• jon

    Posted 950 days ago

  • Smarsh's reviewof The Good Hand (Viking) by Michael Patrick F. Smith makes me really want to pick up a copy. She writes:

    As someone whose immediate family bears the scars of physical labor in another Great Plains state, and who rarely sees her native class convincingly portrayed, I relished these anecdotes and the validation they provide.

    What makes people go out to work on these massive, dangerous projects? Although some can certainly become wealthy, there are many who don't and who "risk their lives on a windswept plain where the temperature might be 38 degrees below zero and the pay might be $20 an hour." She cites a study mentioned in the book from the Center for Public Integrity which puts "roughly, a death every other day" from injuries sustained on the job of oil-and-gas workers.

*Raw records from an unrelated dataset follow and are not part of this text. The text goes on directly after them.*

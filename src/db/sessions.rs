use chrono::Utc;
use crate::errors::SeoError;
use super::Database;

impl Database {
    /// Save or replace a shop's access token.
    pub fn save_token(&self, shop: &str, token: &str) -> Result<(), SeoError> {
        let conn = self.lock()?;
        conn.execute(
            "INSERT OR REPLACE INTO sessions (shop, token, updated_at) VALUES (?1, ?2, ?3)",
            rusqlite::params![shop, token, Utc::now().to_rfc3339()],
        ).map_err(|e| SeoError::Database(format!("Insert failed: {}", e)))?;
        Ok(())
    }

    pub fn get_token(&self, shop: &str) -> Result<Option<String>, SeoError> {
        let conn = self.lock()?;
        let mut stmt = conn.prepare("SELECT token FROM sessions WHERE shop = ?1")
            .map_err(|e| SeoError::Database(format!("Query failed: {}", e)))?;

        match stmt.query_row(rusqlite::params![shop], |row: &rusqlite::Row| row.get::<_, String>(0)) {
            Ok(token) => Ok(Some(token)),
            Err(rusqlite::Error::QueryReturnedNoRows) => Ok(None),
            Err(e) => Err(SeoError::Database(format!("Query error: {}", e))),
        }
    }

    /// Forget a shop's token. Returns whether a token was stored.
    pub fn delete_token(&self, shop: &str) -> Result<bool, SeoError> {
        let conn = self.lock()?;
        let affected = conn.execute("DELETE FROM sessions WHERE shop = ?1", rusqlite::params![shop])
            .map_err(|e| SeoError::Database(format!("Delete failed: {}", e)))?;
        Ok(affected > 0)
    }

    pub fn list_shops(&self) -> Result<Vec<String>, SeoError> {
        let conn = self.lock()?;
        let mut stmt = conn.prepare("SELECT shop FROM sessions ORDER BY shop")
            .map_err(|e| SeoError::Database(format!("Query failed: {}", e)))?;

        let rows = stmt.query_map([], |row: &rusqlite::Row| row.get::<_, String>(0))
            .map_err(|e| SeoError::Database(format!("Query error: {}", e)))?;

        let mut shops = Vec::new();
        for row in rows {
            shops.push(row.map_err(|e| SeoError::Database(format!("Row error: {}", e)))?);
        }
        Ok(shops)
    }
}

#[cfg(test)]
mod tests {
    use super::*;

    #[test]
    fn test_save_and_get_token() {
        let db = Database::in_memory().unwrap();
        db.save_token("demo.myshopify.com", "shpat_abc").unwrap();

        let token = db.get_token("demo.myshopify.com").unwrap();
        assert_eq!(token, Some("shpat_abc".to_string()));
    }

    #[test]
    fn test_get_unknown_shop() {
        let db = Database::in_memory().unwrap();
        assert!(db.get_token("unknown.myshopify.com").unwrap().is_none());
    }

    #[test]
    fn test_save_token_upsert() {
        let db = Database::in_memory().unwrap();
        db.save_token("demo.myshopify.com", "old").unwrap();
        db.save_token("demo.myshopify.com", "new").unwrap();

        assert_eq!(db.get_token("demo.myshopify.com").unwrap().as_deref(), Some("new"));
        assert_eq!(db.list_shops().unwrap().len(), 1);
    }

    #[test]
    fn test_delete_token() {
        let db = Database::in_memory().unwrap();
        db.save_token("demo.myshopify.com", "t").unwrap();

        assert!(db.delete_token("demo.myshopify.com").unwrap());
        assert!(!db.delete_token("demo.myshopify.com").unwrap());
        assert!(db.get_token("demo.myshopify.com").unwrap().is_none());
    }

    #[test]
    fn test_list_shops_sorted() {
        let db = Database::in_memory().unwrap();
        db.save_token("b.myshopify.com", "t2").unwrap();
        db.save_token("a.myshopify.com", "t1").unwrap();
        assert_eq!(db.list_shops().unwrap(), vec!["a.myshopify.com", "b.myshopify.com"]);
    }
}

    Smarsh focuses on a part that Smith seems to look-over in his book: sex working and abuse. She says that Smith only really ever mentioned "fear of man-on-man rape," but Smarsh says that these areas are some of the hotspots for prostitution and trafficing. Even though Smith doesn't look deeply at what he sees, she really appreciates his honesty and "wishes for similar testimonies from other socioeconomic strata" (which is a centrist, roundabout way of saying class without actually having to say it).

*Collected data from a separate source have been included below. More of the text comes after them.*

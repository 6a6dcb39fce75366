use serde::{Deserialize, Serialize};

use super::credentials::mask_secret;

pub const DEFAULT_DATABASE_URL: &str = "sessions.db";
pub const DEFAULT_API_VERSION: &str = "2025-01";
pub const DEFAULT_SCOPES: &str = "read_themes,read_content,read_files";
pub const DEFAULT_FETCH_CONCURRENCY: usize = 4;
pub const DEFAULT_MAX_RETRIES: u32 = 2;

/// Settings as they appear in a YAML config file. Every field is optional
/// because the environment may supply or override any of them.
#[derive(Debug, Clone, Deserialize, Serialize, Default)]
pub struct SettingsFile {
    pub shopify_api_key: Option<String>,
    pub shopify_api_secret: Option<String>,
    pub app_url: Option<String>,
    pub database_url: Option<String>,
    pub api_version: Option<String>,
    pub scopes: Option<String>,
    pub shopify_base_url: Option<String>,
    pub fetch_concurrency: Option<usize>,
    pub max_retries: Option<u32>,
}

/// Resolved application settings.
#[derive(Clone, Serialize)]
pub struct Settings {
    pub shopify_api_key: String,
    #[serde(skip_serializing)]
    pub shopify_api_secret: String,
    /// Public URL of this service, used to build the OAuth redirect.
    pub app_url: String,
    /// Path of the SQLite token store.
    pub database_url: String,
    pub api_version: String,
    pub scopes: String,
    /// Replaces `https://{shop}` when talking to Shopify (proxies, tests).
    pub shopify_base_url: Option<String>,
    pub fetch_concurrency: usize,
    pub max_retries: u32,
}

impl Settings {
    /// Settings with the required credentials and defaults for everything else.
    pub fn new(api_key: &str, api_secret: &str, app_url: &str) -> Self {
        Self {
            shopify_api_key: api_key.to_string(),
            shopify_api_secret: api_secret.to_string(),
            app_url: app_url.trim_end_matches('/').to_string(),
            database_url: DEFAULT_DATABASE_URL.to_string(),
            api_version: DEFAULT_API_VERSION.to_string(),
            scopes: DEFAULT_SCOPES.to_string(),
            shopify_base_url: None,
            fetch_concurrency: DEFAULT_FETCH_CONCURRENCY,
            max_retries: DEFAULT_MAX_RETRIES,
        }
    }

    /// Origin used for every request concerning `shop`.
    pub fn shop_origin(&self, shop: &str) -> String {
        match &self.shopify_base_url {
            Some(base) => base.trim_end_matches('/').to_string(),
            None => format!("https://{}", shop),
        }
    }
}

impl std::fmt::Debug for Settings {
    fn fmt(&self, f: &mut std::fmt::Formatter<'_>) -> std::fmt::Result {
        f.debug_struct("Settings")
            .field("shopify_api_key", &mask_secret(&self.shopify_api_key))
            .field("shopify_api_secret", &mask_secret(&self.shopify_api_secret))
            .field("app_url", &self.app_url)
            .field("database_url", &self.database_url)
            .field("api_version", &self.api_version)
            .field("scopes", &self.scopes)
            .field("shopify_base_url", &self.shopify_base_url)
            .field("fetch_concurrency", &self.fetch_concurrency)
            .field("max_retries", &self.max_retries)
            .finish()
    }
}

    Getting this first-hand accounts also makes us reflect on the broader argument against continued fracking:

    Yet the judgmental “fractivism” of outsiders—Yoko Ono is among the many who have traveled from New York City to advocate for fracking bans in rural Pennsylvania—provoked understandable resentment. Natural gas, Jerolmack notes, powers more New York homes than any other energy source, and much of it comes from places like Billtown.

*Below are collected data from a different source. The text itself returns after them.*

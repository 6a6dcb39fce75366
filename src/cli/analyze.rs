use std::path::{Path, PathBuf};

use async_trait::async_trait;
use tracing::{debug, warn};

use crate::cli::commands::AnalyzeArgs;
use crate::errors::SeoError;
use crate::seo::{self, AggregateReport, FindingSet};
use crate::shopify::{AssetInfo, ThemeSource};

const LOCAL_SHOP: &str = "local";
const LOCAL_THEME_ID: &str = "local";

/// A theme laid out on disk the way Shopify stores it (`layout/`,
/// `templates/`, ...). Asset keys are paths relative to the root.
pub struct LocalTheme {
    root: PathBuf,
}

impl LocalTheme {
    pub fn new(root: impl Into<PathBuf>) -> Self {
        Self { root: root.into() }
    }

    fn collect_keys(&self, dir: &Path, keys: &mut Vec<String>) -> Result<(), SeoError> {
        let mut entries = std::fs::read_dir(dir)?.collect::<Result<Vec<_>, _>>()?;
        entries.sort_by_key(|entry| entry.file_name());

        for entry in entries {
            let path = entry.path();
            if path.is_dir() {
                self.collect_keys(&path, keys)?;
            } else if let Ok(relative) = path.strip_prefix(&self.root) {
                let key: Vec<String> = relative
                    .components()
                    .map(|c| c.as_os_str().to_string_lossy().into_owned())
                    .collect();
                keys.push(key.join("/"));
            }
        }
        Ok(())
    }
}

#[async_trait]
impl ThemeSource for LocalTheme {
    fn shop(&self) -> &str {
        LOCAL_SHOP
    }

    async fn get_active_theme_id(&self) -> Result<Option<String>, SeoError> {
        Ok(self.root.is_dir().then(|| LOCAL_THEME_ID.to_string()))
    }

    async fn list_theme_assets(&self, _theme_id: &str) -> Result<Vec<AssetInfo>, SeoError> {
        let mut keys = Vec::new();
        self.collect_keys(&self.root, &mut keys)?;
        Ok(keys.iter().map(|key| AssetInfo::new(key)).collect())
    }

    async fn get_theme_asset(&self, _theme_id: &str, asset_key: &str) -> Result<Option<String>, SeoError> {
        match tokio::fs::read(self.root.join(asset_key)).await {
            Ok(bytes) => Ok(Some(String::from_utf8_lossy(&bytes).into_owned())),
            Err(e) => {
                debug!(asset_key, error = %e, "Local asset not readable");
                Ok(None)
            }
        }
    }
}

pub async fn handle_analyze(args: AnalyzeArgs) -> Result<(), SeoError> {
    let report = match &args.theme_dir {
        Some(dir) => {
            if !dir.is_dir() {
                return Err(SeoError::NotFound(format!("Theme directory not found: {}", dir.display())));
            }
            seo::check_seo(&LocalTheme::new(dir), 1).await?
        }
        None => analyze_files(&args.files).await?,
    };

    if args.json {
        println!("{}", serde_json::to_string_pretty(&report)?);
    } else {
        print!("{}", render_report(&report));
    }
    Ok(())
}

/// Evaluate each file given on the command line. Unreadable files are
/// reported and skipped, matching how a shop scan treats missing assets.
pub async fn analyze_files(files: &[PathBuf]) -> Result<AggregateReport, SeoError> {
    let mut results = Vec::with_capacity(files.len());
    for path in files {
        match tokio::fs::read(path).await {
            Ok(bytes) if !bytes.is_empty() => {
                let content = String::from_utf8_lossy(&bytes);
                results.push(seo::evaluate(&content, &path.display().to_string()));
            }
            Ok(_) => debug!(path = %path.display(), "Empty file, skipping"),
            Err(e) => warn!(path = %path.display(), error = %e, "Cannot read file, skipping"),
        }
    }
    Ok(seo::aggregate(LOCAL_SHOP, LOCAL_THEME_ID, results))
}

fn render_finding_set(out: &mut String, set: &FindingSet) {
    out.push_str(&format!("\n{}  (score {:.2})\n", set.asset_key, set.score));
    if let Some(error) = &set.error {
        out.push_str(&format!("  error: {}\n", error));
        return;
    }
    for issue in &set.issues {
        out.push_str(&format!("  ✗ {}\n", issue));
    }
    for warning in &set.warnings {
        out.push_str(&format!("  ! {}\n", warning));
    }
    for passed in &set.checks_passed {
        out.push_str(&format!("  ✓ {}\n", passed));
    }
}

pub fn render_report(report: &AggregateReport) -> String {
    let mut out = String::new();
    for set in &report.results {
        render_finding_set(&mut out, set);
    }
    out.push_str(&format!(
        "\n{} file(s) analyzed: {} issue(s), {} warning(s), {} passed, overall score {:.2}\n",
        report.files_analyzed,
        report.summary.total_issues,
        report.summary.total_warnings,
        report.summary.total_passed,
        report.overall_score,
    ));

    let unparsed = report.results.iter().filter(|set| set.is_error()).count();
    if unparsed > 0 {
        out.push_str(&format!("{} file(s) could not be parsed\n", unparsed));
    }
    out
}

    But not only is it that it's essential to modern life, it's also a means of being energy independent from other nations that have large oil deposits. Even though fracking has terrifying environmental and social side-effects, being able to generate energy from oil gotten within our soils might mean less international oil wars that we have waged in the past. It just seems like much to difficult a problem to pick a side on without thinking deeply about it.